I've got the same LCD thermometer and it's true that they aren't very exact. To be honest, I just go with the most brightly lit number and it assume the temp is give or take a couple degrees from that.

The reason multiple are lit at the same time is because of how they work. They are based on something called thermotropic liquid crystals. Basically, they go through a transition at a certain temperature that changes the way they interact with light. They are designed so that far above or below the transition temperature, they appear black and the black number disappear into them. Close to their transition temperature, they go through some pretty fascinating color changes. The brighter colors allow you to read the black numbers. Each large square on the thermometer is actually a separate indicator with a liquid crystal that has been tuned to a different temperature. eacuse they are so close to each other and the transition for each covers a range of temperatures, there will always be more than one visible. That's why I usually just take the middle or brightest of the ones I can read.

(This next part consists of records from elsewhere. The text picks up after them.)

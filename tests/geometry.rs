mod tests {
    use tempest_tree::{
        color::{BLACK, BLUE, RED, Rgb},
        geometry::{LedRange, color_wipe_led, fill_led_range, led_index_from_range, set_led},
        layout::{LANE_COUNT, TreeLayout},
    };

    #[test]
    fn test_led_index_from_range_forward() {
        let cases = [
            (0, 1, 0.0, 0),
            (0, 1, 0.4999, 0),
            (0, 1, 0.5, 1),
            (0, 1, 0.9, 1),
            (0, 1, 1.0, 1),
            (0, 10, 0.0, 0),
            (0, 10, 0.0499, 0),
            (0, 10, 0.05, 1),
            (0, 10, 0.1499, 1),
            (0, 10, 0.15, 2),
            (0, 10, 0.2, 2),
            (0, 10, 0.2499, 2),
            (0, 10, 0.25, 3),
            (0, 10, 0.99, 10),
            (0, 10, 1.0, 10),
            (5, 15, 0.2499, 7),
        ];
        for (start, end, position, expected) in cases {
            assert_eq!(
                led_index_from_range(start, end, position),
                expected,
                "({start}, {end}, {position})"
            );
        }
    }

    #[test]
    fn test_led_index_from_range_reversed() {
        let cases = [
            (1, 0, 0.0, 1),
            (1, 0, 0.4999, 1),
            (1, 0, 0.5, 0),
            (1, 0, 0.9, 0),
            (1, 0, 1.0, 0),
            (10, 0, 0.0, 10),
            (10, 0, 1.0, 0),
            (15, 5, 0.0, 15),
            (15, 5, 1.0, 5),
            (15, 5, 0.5, 10),
        ];
        for (start, end, position, expected) in cases {
            assert_eq!(
                led_index_from_range(start, end, position),
                expected,
                "({start}, {end}, {position})"
            );
        }
    }

    #[test]
    fn test_led_index_from_range_truncates_toward_zero() {
        // Slightly negative positions still land on the start LED
        assert_eq!(led_index_from_range(0, 10, -0.06), 0);
        assert_eq!(led_index_from_range(10, 0, -0.06), 10);
        assert_eq!(led_index_from_range(0, 10, -0.16), -1);
        assert_eq!(led_index_from_range(10, 0, -0.16), 11);
    }

    #[test]
    fn test_led_index_from_range_monotonic() {
        let mut forward = led_index_from_range(60, 80, 0.0);
        let mut reversed = led_index_from_range(215, 195, 0.0);
        for step in 1..=1000 {
            let position = step as f32 / 1000.0;
            let next_forward = led_index_from_range(60, 80, position);
            let next_reversed = led_index_from_range(215, 195, position);
            assert!(next_forward >= forward);
            assert!(next_reversed <= reversed);
            forward = next_forward;
            reversed = next_reversed;
        }
        assert_eq!(forward, 80);
        assert_eq!(reversed, 195);
    }

    #[test]
    fn test_fill_led_range_is_direction_agnostic() {
        let mut forward = [BLACK; 12];
        let mut reversed = [BLACK; 12];
        fill_led_range(&mut forward, 3, 8, RED);
        fill_led_range(&mut reversed, 8, 3, RED);
        assert_eq!(forward, reversed);
        assert_eq!(forward.iter().filter(|led| **led == RED).count(), 6);
        assert_eq!(forward[2], BLACK);
        assert_eq!(forward[9], BLACK);
    }

    #[test]
    fn test_writes_outside_buffer_are_skipped() {
        let mut leds = [BLACK; 4];
        set_led(&mut leds, -1, RED);
        set_led(&mut leds, 4, RED);
        fill_led_range(&mut leds, 2, 9, BLUE);
        assert_eq!(leds, [BLACK, BLACK, BLUE, BLUE]);
    }

    #[test]
    fn test_color_wipe_endpoints() {
        let mut leds = [BLACK; 10];
        color_wipe_led(&mut leds, 0, 9, RED, BLUE, 0.0);
        assert!(leds.iter().all(|led| *led == BLUE));

        color_wipe_led(&mut leds, 0, 9, RED, BLUE, 1.0);
        assert!(leds.iter().all(|led| *led == RED));

        color_wipe_led(&mut leds, 9, 0, RED, BLUE, 0.0);
        assert!(leds.iter().all(|led| *led == BLUE));

        color_wipe_led(&mut leds, 9, 0, RED, BLUE, 1.0);
        assert!(leds.iter().all(|led| *led == RED));
    }

    #[test]
    fn test_color_wipe_boundary_follows_t() {
        let lit = |leds: &[Rgb]| leds.iter().filter(|led| **led == RED).count();

        let mut previous = 0;
        for step in 0..=20 {
            let t = step as f32 / 20.0;
            let mut leds = [BLACK; 10];
            color_wipe_led(&mut leds, 0, 9, RED, BLUE, t);
            let count = lit(&leds);
            assert_eq!(count, libm::roundf(t * 10.0) as usize);
            assert!(count >= previous);
            previous = count;
        }

        // A reversed wipe starts from the high end
        let mut leds = [BLACK; 10];
        color_wipe_led(&mut leds, 9, 0, RED, BLUE, 0.3);
        assert_eq!(&leds[7..], &[RED; 3]);
        assert_eq!(&leds[..7], &[BLUE; 7]);
    }

    #[test]
    fn test_led_range_between() {
        let range = LedRange::between(215, 195);
        assert_eq!(range.start, 195);
        assert_eq!(range.count, 21);
        assert_eq!(range.end(), 216);
        assert!(range.contains(215));
        assert!(!range.contains(216));
    }

    #[test]
    fn test_default_layout() {
        let layout = TreeLayout::DEFAULT;
        assert_eq!(layout.led_count(), 216);
        assert_eq!(layout.path_count(), 30);
        assert_eq!(layout.lanes.len(), LANE_COUNT);
        assert!(layout.lanes.iter().all(|lane| lane.count() == 21));

        assert_eq!(layout.path_position_of(layout.lanes[0]), 0.0);
        assert_eq!(layout.path_position_of(layout.lanes[6]), 1.0);
        assert_eq!(layout.path_led(0.0), 30);
        assert_eq!(layout.path_led(1.0), 59);

        let lane = layout.lanes[2];
        assert_eq!(lane.led_index(0.0), 170);
        assert_eq!(lane.led_index(1.0), 150);
    }
}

Probably more info than you wanted, but hey, there it is just in case you were curious.


----------



## snail

I like my LCD because it's easy to read at a glance once you get used to it (Like was said you go by the brightest color), but I think they are better as a back up rather than a primary thermometer. Because it's always in view it clues me in if the heater gets stuck on or something. It might be better to get another one to get your heater set right and use when you need an accurate reading and the LCD will still be useful as a daily rough check to make sure nothing has gone way out of whack.


----------



## mfgann

Plus the little glass ones can be handy to pull out and measure tapwater temps when you do your partial water changes. I have both, but admittedly I don't really use the sticker much. I'm also not sure how well they hold their accuracy over time.


----------



## snail

I've had one for years and it seems ok, but I don't really care about it being exact, I just glance at it to make sure the temperature is in the right range, It gets really hot in the summer here and if it gets too high I put the air stone on. If I want to be sure I check the glass one.


----------